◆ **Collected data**

/// Errors of a guardian cycle.
#[derive(Debug, Snafu)]
#[snafu(visibility(pub))]
pub enum GuardianError {
    /// Startup hit an unrecoverable condition.
    #[snafu(display("{source}"))]
    Startup {
        /// The condition.
        source: Fatal,
    },

    /// The keys API could not be read.
    #[snafu(display("Keys API failure: {source}"))]
    KeysApi {
        /// Keys API error.
        source: KeysApiError,
    },

    /// A contract read failed.
    #[snafu(display("Chain read failed: {source}"))]
    Provider {
        /// Provider error.
        source: ProviderError,
    },

    /// The deposit registry failed.
    #[snafu(display("{source}"))]
    Deposits {
        /// Registry error.
        source: DepositRegistryError,
    },

    /// The signing keys registry failed.
    #[snafu(display("{source}"))]
    SigningKeys {
        /// Registry error.
        source: SigningKeysError,
    },

    /// Key classification failed.
    #[snafu(display("{source}"))]
    Aggregator {
        /// Aggregator error.
        source: AggregatorError,
    },

    /// A message could not be signed.
    #[snafu(display("{source}"))]
    Signing {
        /// Signing error.
        source: SigningError,
    },

    /// The message broker could not be set up.
    #[snafu(display("Broker setup failed: {source}"))]
    Transport {
        /// Transport error.
        source: TransportError,
    },

    /// A message could not be sent.
    #[snafu(display("{source}"))]
    Messenger {
        /// Messenger error.
        source: MessengerError,
    },
}

impl GuardianError {
    /// The fatal condition behind this error, if any.
    pub fn fatal(&self) -> Option<Fatal> {
        match self {
            GuardianError::Startup { source } => Some(source.clone()),
            GuardianError::Deposits { source } => source.fatal(),
            GuardianError::SigningKeys { source } => source.fatal(),
            _ => None,
        }
    }
}

/// Result alias of this module.
pub type Result<T, E = GuardianError> = std::result::Result<T, E>;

◆ **Exercise details**
Every line of the data above should be reproduced word for word.

◆ **Solution for this exercise**
/// Errors of a guardian cycle.
#[derive(Debug, Snafu)]
#[snafu(visibility(pub))]
pub enum GuardianError {
    /// Startup hit an unrecoverable condition.
    #[snafu(display("{source}"))]
    Startup {
        /// The condition.
        source: Fatal,
    },

    /// The keys API could not be read.
    #[snafu(display("Keys API failure: {source}"))]
    KeysApi {
        /// Keys API error.
        source: KeysApiError,
    },

    /// A contract read failed.
    #[snafu(display("Chain read failed: {source}"))]
    Provider {
        /// Provider error.
        source: ProviderError,
    },

    /// The deposit registry failed.
    #[snafu(display("{source}"))]
    Deposits {
        /// Registry error.
        source: DepositRegistryError,
    },

    /// The signing keys registry failed.
    #[snafu(display("{source}"))]
    SigningKeys {
        /// Registry error.
        source: SigningKeysError,
    },

    /// Key classification failed.
    #[snafu(display("{source}"))]
    Aggregator {
        /// Aggregator error.
        source: AggregatorError,
    },

    /// A message could not be signed.
    #[snafu(display("{source}"))]
    Signing {
        /// Signing error.
        source: SigningError,
    },

    /// The message broker could not be set up.
    #[snafu(display("Broker setup failed: {source}"))]
    Transport {
        /// Transport error.
        source: TransportError,
    },

    /// A message could not be sent.
    #[snafu(display("{source}"))]
    Messenger {
        /// Messenger error.
        source: MessengerError,
    },
}

impl GuardianError {
    /// The fatal condition behind this error, if any.
    pub fn fatal(&self) -> Option<Fatal> {
        match self {
            GuardianError::Startup { source } => Some(source.clone()),
            GuardianError::Deposits { source } => source.fatal(),
            GuardianError::SigningKeys { source } => source.fatal(),
            _ => None,
        }
    }
}

/// Result alias of this module.
pub type Result<T, E = GuardianError> = std::result::Result<T, E>;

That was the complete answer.